How to achieve ketosis performance gains without sacrificing metabolic health

I talked at length before about how low carb ketosis poses potential metabolic gains. This is especially true for people who suffer from diabetes or insulin resistance and/or also have high body fat percentages.

But I would be remiss if I did not also point out – especially as Paleo for Women – the many different groups of people who may be hurt by ketosis.

Women of reproductive age who are attempting to conceive or are pregnant should probably not undergo low-carb ketosis, as carbohydrates play an important role in A) pregnancy, and B) assuring the hypothalamus that the body has been properly fed. In fact, insulin is actually an important satiation hormone. For women who want to conceive, it may be best to err on the side of caution and make sure you get bountiful carbs.
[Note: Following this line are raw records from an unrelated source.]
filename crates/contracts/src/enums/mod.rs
pub mod category_key;
pub mod sort_order;

pub use category_key::CategoryKey;
pub use sort_order::SortOrder;
pub mod contact;
pub mod loading;
pub mod outbound;
pub mod price;
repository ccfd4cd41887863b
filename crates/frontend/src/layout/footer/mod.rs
pub mod footer;

pub use footer::Footer;
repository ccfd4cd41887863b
pub mod aggregate;
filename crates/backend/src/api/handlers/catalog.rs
use axum::{
    extract::{Path, State},
    http::StatusCode,
    Json,
};
use contracts::domain::a001_product::aggregate::Product;
use contracts::domain::a003_catalog::aggregate::Catalog;
use contracts::domain::a003_catalog::loader::CatalogError;

use crate::domain::a003_catalog::service;
use crate::routes::AppState;

/// GET /api/catalog
pub async fn get_catalog(State(state): State<AppState>) -> Result<Json<Catalog>, StatusCode> {
    match service::load_catalog(&state.data_dir).await {
        Ok(catalog) => Ok(Json(catalog)),
        Err(e) => {
            tracing::error!("Catalog load failed: {}", e);
            Err(StatusCode::INTERNAL_SERVER_ERROR)
        }
    }
}

/// GET /api/catalog/:categoria/:slug
pub async fn get_product(
    State(state): State<AppState>,
    Path((categoria, slug)): Path<(String, String)>,
) -> Result<Json<Product>, StatusCode> {
    match service::find_product(&state.data_dir, &categoria, &slug).await {
        Ok(Some(product)) => Ok(Json(product)),
        Ok(None) => Err(StatusCode::NOT_FOUND),
        Err(CatalogError::UnknownCategory(_)) => Err(StatusCode::NOT_FOUND),
        Err(e) => {
            tracing::error!("Product lookup {}/{} failed: {}", categoria, slug, e);
            Err(StatusCode::INTERNAL_SERVER_ERROR)
        }
    }
}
Women with sensitive reproductive systems may want to step carefully. If you have a history of low hormone levels, hypothalamic amenorrhea, dieting, or irregular menstrual cycles, the hormone changes invovled in low carb ketosis as well as the uptick in stress hormone levels may hinder your reproductive hormone production.
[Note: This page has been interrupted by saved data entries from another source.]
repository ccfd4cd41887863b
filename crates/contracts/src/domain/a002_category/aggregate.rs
use serde::{Deserialize, Serialize};

use crate::domain::a001_product::aggregate::Product;

/// Документ категории: одна категория на один статический JSON
#[derive(Debug, Clone, PartialEq, Serialize, Deserialize)]
pub struct Category {
    /// Ключ категории ("barbearia", "tecnologia", ...)
    #[serde(rename = "categoria")]
    pub key: String,

    #[serde(rename = "titulo", default)]
    pub title: String,

    #[serde(rename = "descricao", default)]
    pub description: String,

    #[serde(rename = "produtos", default)]
    pub products: Vec<Product>,
}

impl Category {
    /// Разбор документа категории из JSON
    pub fn from_json(raw: &str) -> Result<Self, serde_json::Error> {
        serde_json::from_str(raw)
    }

    /// Товары с проставленным ключом этой категории
    pub fn tagged_products(&self) -> Vec<Product> {
        self.products
            .iter()
            .cloned()
            .map(|p| p.with_category(&self.key))
            .collect()
    }

    /// Первый товар с указанным slug, дополненный ключом категории.
    ///
    /// Уникальность slug не проверяется: при дубликатах выигрывает первый.
    pub fn find_by_slug(&self, slug: &str) -> Option<Product> {
        self.products
            .iter()
            .find(|p| p.slug == slug)
            .cloned()
            .map(|p| p.with_category(&self.key))
    }

    /// Slug'и, встречающиеся в документе больше одного раза
    pub fn duplicate_slugs(&self) -> Vec<String> {
        let mut seen = std::collections::HashSet::new();
        let mut duplicates = Vec::new();
        for p in &self.products {
            if !seen.insert(p.slug.as_str()) && !duplicates.contains(&p.slug) {
                duplicates.push(p.slug.clone());
            }
        }
        duplicates
    }
}

#[cfg(test)]
mod tests {
    use super::*;

    fn doc() -> Category {
        Category::from_json(
            r#"{
                "categoria": "tecnologia",
                "titulo": "Tecnologia",
                "descricao": "Sistemas",
                "produtos": [
                    {"id": 1, "nome": "Primeiro", "slug": "dup", "descricao": "", "preco": "R$ 10", "compraUrl": ""},
                    {"id": 2, "nome": "Segundo", "slug": "dup", "descricao": "", "preco": "R$ 20", "compraUrl": ""},
                    {"id": 3, "nome": "Outro", "slug": "outro", "descricao": "", "preco": "R$ 30", "compraUrl": ""}
                ]
            }"#,
        )
        .unwrap()
    }

    #[test]
    fn test_find_by_slug_tags_category() {
        let found = doc().find_by_slug("outro").unwrap();
        assert_eq!(found.name, "Outro");
        assert_eq!(found.category, "tecnologia");
    }

    #[test]
    fn test_duplicate_slug_resolves_to_first() {
        let found = doc().find_by_slug("dup").unwrap();
        assert_eq!(found.name, "Primeiro");
        assert_eq!(doc().duplicate_slugs(), vec!["dup".to_string()]);
    }

    #[test]
    fn test_unknown_slug() {
        assert!(doc().find_by_slug("nao-existe").is_none());
    }

    #[test]
    fn test_missing_products_array_is_empty() {
        let c = Category::from_json(r#"{"categoria": "x"}"#).unwrap();
        assert!(c.products.is_empty());
        assert!(c.tagged_products().is_empty());
    }
}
People (mostly women) with sensitive thyroid systems may also be in jeopardy from low carb ketosis. Ketosis is well known to downregulate thyroid production. T3 (the form of thyroid hormone that is actually active in cells) decreases, and reverse T3, a molecule that blocks the activity of T3, increases. Ketosis advocates may bend over backwards trying to make this phenomenon seem hunky dory, but I would advise anyone with thyroid issues to step carefully around ketosis. If you have clinical hypothyroidism I would consider consulting a doctor first.

People with adrenal issues or a lot of stress. Adrenal glands may become more active with low carb ketosis, which can exacerbate  feelings of being wired, stress, and all the attending symptoms that come along with it.

People (especially women) with sleep issues. Low carb ketosis may up-regulate the production of stress hormones, which can have a negative impact on sleep.

In general, low carb ketosis is another stress on the body. For people who can handle that stress – it may go off without a hitch. But  if your body is predisposed to adrenal, thyroid, or hormone issues, you may wish to at least step carefully.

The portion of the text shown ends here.